HOW TO COMPLETE THIS TASK — The whole answer is the data below, retyped exactly.

DATA —
* * *

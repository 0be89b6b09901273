use crate::error::ProviderError;
use crate::providers::{
    http_client, invalid_response, parse_json, send, status_error, Availability, PUBLIC_TIMEOUT,
};
use crate::translate::{Provider, TranslationOptions};
use async_trait::async_trait;
use reqwest::Client;
use serde::Deserialize;
use std::time::Duration;

const NAME: &str = "Yandex";
const DEFAULT_BASE_URL: &str = "https://translate.yandex.net";

/// Yandex Translate through its unauthenticated `tr.json` endpoint.
pub struct YandexProvider {
    client: Client,
    base_url: String,
    availability: Availability,
}

impl YandexProvider {
    pub fn new() -> Self {
        Self {
            client: http_client(PUBLIC_TIMEOUT),
            base_url: DEFAULT_BASE_URL.to_string(),
            availability: Availability::new(),
        }
    }

    pub fn with_base_url(mut self, base_url: impl Into<String>) -> Self {
        self.base_url = base_url.into();
        self
    }

    pub fn with_timeout(mut self, timeout: Duration) -> Self {
        self.client = http_client(timeout);
        self
    }

    /// `src-tgt`, or just `tgt` to let Yandex detect the source.
    fn lang(options: &TranslationOptions) -> String {
        match options.source_or("") {
            "" => options.target_language.clone(),
            source => format!("{}-{}", source, options.target_language),
        }
    }
}

impl Default for YandexProvider {
    fn default() -> Self {
        Self::new()
    }
}

#[derive(Deserialize, Debug)]
struct YandexResponse {
    text: Option<Vec<String>>,
}

#[async_trait]
impl Provider for YandexProvider {
    fn name(&self) -> &str {
        NAME
    }

    async fn translate(
        &self,
        text: &str,
        options: &TranslationOptions,
    ) -> Result<String, ProviderError> {
        let lang = Self::lang(options);
        let request = self
            .client
            .post(format!("{}/api/v1/tr.json/translate", self.base_url))
            .form(&[("text", text), ("lang", lang.as_str())]);

        let (status, body) = send(NAME, request).await?;
        if !status.is_success() {
            return Err(status_error(NAME, status, &body, &self.availability));
        }

        let response: YandexResponse = parse_json(NAME, &body)?;
        response
            .text
            .filter(|parts| !parts.is_empty())
            .map(|parts| parts.join(" "))
            .ok_or_else(|| invalid_response(NAME))
    }

    fn is_available(&self) -> bool {
        self.availability.is_available()
    }
}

* * *

EXERCISE RESULT —
repository 0be89b6b09901273
use crate::error::ProviderError;
use crate::providers::{
    http_client, invalid_response, parse_json, send, status_error, Availability, PUBLIC_TIMEOUT,
};
use crate::translate::{Provider, TranslationOptions};
use async_trait::async_trait;
use reqwest::Client;
use serde::Deserialize;
use std::time::Duration;

const NAME: &str = "Yandex";
const DEFAULT_BASE_URL: &str = "https://translate.yandex.net";

/// Yandex Translate through its unauthenticated `tr.json` endpoint.
pub struct YandexProvider {
    client: Client,
    base_url: String,
    availability: Availability,
}

impl YandexProvider {
    pub fn new() -> Self {
        Self {
            client: http_client(PUBLIC_TIMEOUT),
            base_url: DEFAULT_BASE_URL.to_string(),
            availability: Availability::new(),
        }
    }

    pub fn with_base_url(mut self, base_url: impl Into<String>) -> Self {
        self.base_url = base_url.into();
        self
    }

    pub fn with_timeout(mut self, timeout: Duration) -> Self {
        self.client = http_client(timeout);
        self
    }

    /// `src-tgt`, or just `tgt` to let Yandex detect the source.
    fn lang(options: &TranslationOptions) -> String {
        match options.source_or("") {
            "" => options.target_language.clone(),
            source => format!("{}-{}", source, options.target_language),
        }
    }
}

impl Default for YandexProvider {
    fn default() -> Self {
        Self::new()
    }
}

#[derive(Deserialize, Debug)]
struct YandexResponse {
    text: Option<Vec<String>>,
}

#[async_trait]
impl Provider for YandexProvider {
    fn name(&self) -> &str {
        NAME
    }

    async fn translate(
        &self,
        text: &str,
        options: &TranslationOptions,
    ) -> Result<String, ProviderError> {
        let lang = Self::lang(options);
        let request = self
            .client
            .post(format!("{}/api/v1/tr.json/translate", self.base_url))
            .form(&[("text", text), ("lang", lang.as_str())]);

        let (status, body) = send(NAME, request).await?;
        if !status.is_success() {
            return Err(status_error(NAME, status, &body, &self.availability));
        }

        let response: YandexResponse = parse_json(NAME, &body)?;
        response
            .text
            .filter(|parts| !parts.is_empty())
            .map(|parts| parts.join(" "))
            .ok_or_else(|| invalid_response(NAME))
    }

    fn is_available(&self) -> bool {
        self.availability.is_available()
    }
}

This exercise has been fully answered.